[Start of section]

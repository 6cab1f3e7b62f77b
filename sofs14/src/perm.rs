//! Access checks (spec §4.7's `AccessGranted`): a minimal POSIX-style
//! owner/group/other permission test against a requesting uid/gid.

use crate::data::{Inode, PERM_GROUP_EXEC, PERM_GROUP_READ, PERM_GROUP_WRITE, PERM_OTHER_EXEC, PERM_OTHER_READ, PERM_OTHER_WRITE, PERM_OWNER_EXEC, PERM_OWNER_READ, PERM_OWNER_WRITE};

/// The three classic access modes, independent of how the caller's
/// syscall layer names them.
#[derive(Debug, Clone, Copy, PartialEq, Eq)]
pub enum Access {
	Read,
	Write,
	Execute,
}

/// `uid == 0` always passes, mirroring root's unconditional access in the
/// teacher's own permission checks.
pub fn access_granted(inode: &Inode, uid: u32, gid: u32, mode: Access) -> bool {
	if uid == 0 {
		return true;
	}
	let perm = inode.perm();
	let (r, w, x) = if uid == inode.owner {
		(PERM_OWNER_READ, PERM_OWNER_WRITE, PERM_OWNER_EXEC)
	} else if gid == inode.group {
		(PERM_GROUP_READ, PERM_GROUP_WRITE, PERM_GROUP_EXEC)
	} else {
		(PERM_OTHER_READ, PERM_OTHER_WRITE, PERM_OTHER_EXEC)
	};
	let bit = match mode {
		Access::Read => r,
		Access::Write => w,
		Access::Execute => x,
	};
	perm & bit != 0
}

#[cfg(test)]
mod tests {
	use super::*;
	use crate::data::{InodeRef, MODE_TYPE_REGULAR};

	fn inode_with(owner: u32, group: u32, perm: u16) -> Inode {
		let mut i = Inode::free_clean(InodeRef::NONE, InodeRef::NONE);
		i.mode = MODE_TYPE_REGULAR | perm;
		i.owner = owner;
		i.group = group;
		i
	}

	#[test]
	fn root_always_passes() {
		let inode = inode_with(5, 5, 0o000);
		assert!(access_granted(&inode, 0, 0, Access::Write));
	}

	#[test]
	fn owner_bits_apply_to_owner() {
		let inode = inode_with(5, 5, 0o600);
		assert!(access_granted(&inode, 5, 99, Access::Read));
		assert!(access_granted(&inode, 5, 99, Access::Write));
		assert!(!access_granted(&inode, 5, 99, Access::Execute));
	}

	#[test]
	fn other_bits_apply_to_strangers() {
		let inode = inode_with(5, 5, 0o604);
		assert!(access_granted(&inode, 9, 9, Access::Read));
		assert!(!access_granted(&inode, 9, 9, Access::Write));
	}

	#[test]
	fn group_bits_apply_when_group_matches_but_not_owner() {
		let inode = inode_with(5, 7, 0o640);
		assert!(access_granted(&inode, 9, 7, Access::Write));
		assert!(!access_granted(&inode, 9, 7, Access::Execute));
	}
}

[End of section]
[Start of section]

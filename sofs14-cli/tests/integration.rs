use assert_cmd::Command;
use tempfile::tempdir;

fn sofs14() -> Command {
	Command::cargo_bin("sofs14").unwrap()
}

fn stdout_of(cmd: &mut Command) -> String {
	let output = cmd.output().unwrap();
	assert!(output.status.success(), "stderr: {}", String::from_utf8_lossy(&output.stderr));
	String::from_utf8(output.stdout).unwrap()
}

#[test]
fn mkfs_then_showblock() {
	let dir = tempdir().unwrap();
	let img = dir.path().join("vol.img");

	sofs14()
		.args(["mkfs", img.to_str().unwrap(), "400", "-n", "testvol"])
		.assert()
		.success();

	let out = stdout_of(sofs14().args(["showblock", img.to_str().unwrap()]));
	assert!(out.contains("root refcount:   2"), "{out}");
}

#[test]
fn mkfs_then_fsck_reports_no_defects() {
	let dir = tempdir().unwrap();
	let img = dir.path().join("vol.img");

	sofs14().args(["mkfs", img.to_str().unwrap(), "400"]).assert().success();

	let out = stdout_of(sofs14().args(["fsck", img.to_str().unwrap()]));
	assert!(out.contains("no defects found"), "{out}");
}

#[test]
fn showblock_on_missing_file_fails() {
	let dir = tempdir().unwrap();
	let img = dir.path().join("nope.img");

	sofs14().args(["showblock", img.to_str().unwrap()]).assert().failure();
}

[End of section]
[Start of section]

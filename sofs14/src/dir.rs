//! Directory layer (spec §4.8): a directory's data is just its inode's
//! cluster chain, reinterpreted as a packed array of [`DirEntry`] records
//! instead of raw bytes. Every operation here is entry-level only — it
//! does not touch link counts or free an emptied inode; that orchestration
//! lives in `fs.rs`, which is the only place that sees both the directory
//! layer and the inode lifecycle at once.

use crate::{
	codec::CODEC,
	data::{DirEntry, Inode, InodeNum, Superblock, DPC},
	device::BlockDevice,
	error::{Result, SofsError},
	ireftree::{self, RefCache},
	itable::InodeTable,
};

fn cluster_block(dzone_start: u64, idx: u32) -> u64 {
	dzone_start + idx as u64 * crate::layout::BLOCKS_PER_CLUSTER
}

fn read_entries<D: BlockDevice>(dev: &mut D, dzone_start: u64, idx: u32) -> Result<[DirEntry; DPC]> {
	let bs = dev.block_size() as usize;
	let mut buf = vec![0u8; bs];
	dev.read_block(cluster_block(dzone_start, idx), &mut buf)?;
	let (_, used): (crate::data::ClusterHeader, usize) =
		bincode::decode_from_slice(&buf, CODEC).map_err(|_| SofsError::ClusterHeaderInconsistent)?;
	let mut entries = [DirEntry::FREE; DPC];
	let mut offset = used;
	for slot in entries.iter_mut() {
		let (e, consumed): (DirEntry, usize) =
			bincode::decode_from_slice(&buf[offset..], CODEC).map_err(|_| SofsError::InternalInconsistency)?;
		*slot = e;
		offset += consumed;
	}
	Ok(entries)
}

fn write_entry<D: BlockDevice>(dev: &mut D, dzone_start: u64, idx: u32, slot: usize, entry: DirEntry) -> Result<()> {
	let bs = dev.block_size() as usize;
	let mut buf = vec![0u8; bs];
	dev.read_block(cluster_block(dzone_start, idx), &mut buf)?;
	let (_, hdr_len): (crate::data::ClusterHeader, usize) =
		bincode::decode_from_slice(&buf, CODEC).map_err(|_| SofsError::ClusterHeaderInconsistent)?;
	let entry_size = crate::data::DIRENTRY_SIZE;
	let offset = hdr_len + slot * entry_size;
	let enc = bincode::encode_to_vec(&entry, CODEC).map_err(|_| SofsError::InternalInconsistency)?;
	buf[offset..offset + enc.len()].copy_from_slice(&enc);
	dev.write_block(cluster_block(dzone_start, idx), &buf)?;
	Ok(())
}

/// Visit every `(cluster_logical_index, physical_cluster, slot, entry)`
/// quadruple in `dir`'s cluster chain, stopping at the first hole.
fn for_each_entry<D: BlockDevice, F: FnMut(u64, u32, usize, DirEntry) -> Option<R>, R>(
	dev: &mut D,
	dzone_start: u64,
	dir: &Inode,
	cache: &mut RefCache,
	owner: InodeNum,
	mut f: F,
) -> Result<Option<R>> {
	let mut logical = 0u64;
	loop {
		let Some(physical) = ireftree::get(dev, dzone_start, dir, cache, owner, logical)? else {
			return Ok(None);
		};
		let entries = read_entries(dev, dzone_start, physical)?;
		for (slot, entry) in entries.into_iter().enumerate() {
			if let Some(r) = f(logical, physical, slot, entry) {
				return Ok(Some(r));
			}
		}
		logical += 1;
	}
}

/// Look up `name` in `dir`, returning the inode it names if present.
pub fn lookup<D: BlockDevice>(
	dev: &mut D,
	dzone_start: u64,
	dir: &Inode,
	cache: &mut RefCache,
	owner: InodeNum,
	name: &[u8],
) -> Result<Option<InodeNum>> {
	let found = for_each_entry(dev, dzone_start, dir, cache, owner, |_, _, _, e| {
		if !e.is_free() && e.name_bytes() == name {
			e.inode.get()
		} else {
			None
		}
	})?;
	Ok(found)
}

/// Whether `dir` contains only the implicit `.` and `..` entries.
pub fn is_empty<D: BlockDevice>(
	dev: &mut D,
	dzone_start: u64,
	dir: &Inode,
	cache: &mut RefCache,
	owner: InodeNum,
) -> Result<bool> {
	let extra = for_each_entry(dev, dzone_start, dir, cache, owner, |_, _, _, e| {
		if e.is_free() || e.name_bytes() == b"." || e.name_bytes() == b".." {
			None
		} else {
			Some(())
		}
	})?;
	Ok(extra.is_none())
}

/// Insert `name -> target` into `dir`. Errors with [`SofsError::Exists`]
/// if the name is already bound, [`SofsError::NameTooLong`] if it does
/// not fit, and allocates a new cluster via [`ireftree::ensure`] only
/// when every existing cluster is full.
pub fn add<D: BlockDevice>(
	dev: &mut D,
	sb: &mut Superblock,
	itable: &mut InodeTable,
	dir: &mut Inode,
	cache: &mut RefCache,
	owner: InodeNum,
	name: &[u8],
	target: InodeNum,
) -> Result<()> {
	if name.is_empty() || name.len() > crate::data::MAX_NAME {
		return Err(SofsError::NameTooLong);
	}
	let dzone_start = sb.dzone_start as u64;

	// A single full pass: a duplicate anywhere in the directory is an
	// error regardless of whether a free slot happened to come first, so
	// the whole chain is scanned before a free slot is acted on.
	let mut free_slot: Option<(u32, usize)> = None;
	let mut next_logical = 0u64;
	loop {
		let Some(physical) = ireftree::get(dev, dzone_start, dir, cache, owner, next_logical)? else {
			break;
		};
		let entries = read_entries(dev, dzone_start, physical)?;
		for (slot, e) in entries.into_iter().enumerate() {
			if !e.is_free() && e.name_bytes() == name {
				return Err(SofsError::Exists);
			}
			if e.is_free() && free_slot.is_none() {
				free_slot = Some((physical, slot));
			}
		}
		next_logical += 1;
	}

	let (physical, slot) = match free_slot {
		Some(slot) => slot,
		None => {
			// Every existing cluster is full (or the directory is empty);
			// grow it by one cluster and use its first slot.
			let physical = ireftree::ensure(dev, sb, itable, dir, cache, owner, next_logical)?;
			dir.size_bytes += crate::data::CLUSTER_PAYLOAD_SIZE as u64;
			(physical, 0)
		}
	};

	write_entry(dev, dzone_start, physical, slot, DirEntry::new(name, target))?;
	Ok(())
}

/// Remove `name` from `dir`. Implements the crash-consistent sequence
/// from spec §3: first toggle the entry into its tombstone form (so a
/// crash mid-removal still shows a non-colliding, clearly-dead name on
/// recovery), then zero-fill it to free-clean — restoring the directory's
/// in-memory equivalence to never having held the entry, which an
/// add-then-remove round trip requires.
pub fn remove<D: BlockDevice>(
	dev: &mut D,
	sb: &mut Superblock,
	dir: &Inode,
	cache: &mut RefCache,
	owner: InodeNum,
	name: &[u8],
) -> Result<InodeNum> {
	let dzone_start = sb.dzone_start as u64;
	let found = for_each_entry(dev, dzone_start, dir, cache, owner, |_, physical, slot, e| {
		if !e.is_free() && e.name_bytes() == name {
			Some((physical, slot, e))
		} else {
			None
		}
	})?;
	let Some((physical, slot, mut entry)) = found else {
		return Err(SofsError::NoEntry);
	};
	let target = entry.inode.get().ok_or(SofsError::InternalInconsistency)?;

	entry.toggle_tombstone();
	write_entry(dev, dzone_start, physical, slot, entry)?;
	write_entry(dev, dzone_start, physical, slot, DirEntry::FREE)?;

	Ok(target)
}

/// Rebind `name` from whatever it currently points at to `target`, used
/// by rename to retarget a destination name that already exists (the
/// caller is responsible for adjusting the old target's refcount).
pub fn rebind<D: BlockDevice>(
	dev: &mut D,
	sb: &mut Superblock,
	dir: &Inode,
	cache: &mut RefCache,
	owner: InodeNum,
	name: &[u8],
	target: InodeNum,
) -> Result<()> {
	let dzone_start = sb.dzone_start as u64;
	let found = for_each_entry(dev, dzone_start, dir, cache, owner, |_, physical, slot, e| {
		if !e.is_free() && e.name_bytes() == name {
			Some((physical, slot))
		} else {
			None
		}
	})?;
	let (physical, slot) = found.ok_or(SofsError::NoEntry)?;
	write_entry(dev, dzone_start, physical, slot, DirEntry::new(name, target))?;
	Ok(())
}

[End of section]

**Assigned task**. Please give an exact copy of the lines above, beginning with the line containing "filename sofs14/src/perm.rs" and running through the line containing "u32, mode: Access)", and of no other lines.

**Solution to this exercise**.
filename sofs14/src/perm.rs
//! Access checks (spec §4.7's `AccessGranted`): a minimal POSIX-style
//! owner/group/other permission test against a requesting uid/gid.

use crate::data::{Inode, PERM_GROUP_EXEC, PERM_GROUP_READ, PERM_GROUP_WRITE, PERM_OTHER_EXEC, PERM_OTHER_READ, PERM_OTHER_WRITE, PERM_OWNER_EXEC, PERM_OWNER_READ, PERM_OWNER_WRITE};

/// The three classic access modes, independent of how the caller's
/// syscall layer names them.
#[derive(Debug, Clone, Copy, PartialEq, Eq)]
pub enum Access {
	Read,
	Write,
	Execute,
}

/// `uid == 0` always passes, mirroring root's unconditional access in the
/// teacher's own permission checks.
pub fn access_granted(inode: &Inode, uid: u32, gid: u32, mode: Access) -> bool {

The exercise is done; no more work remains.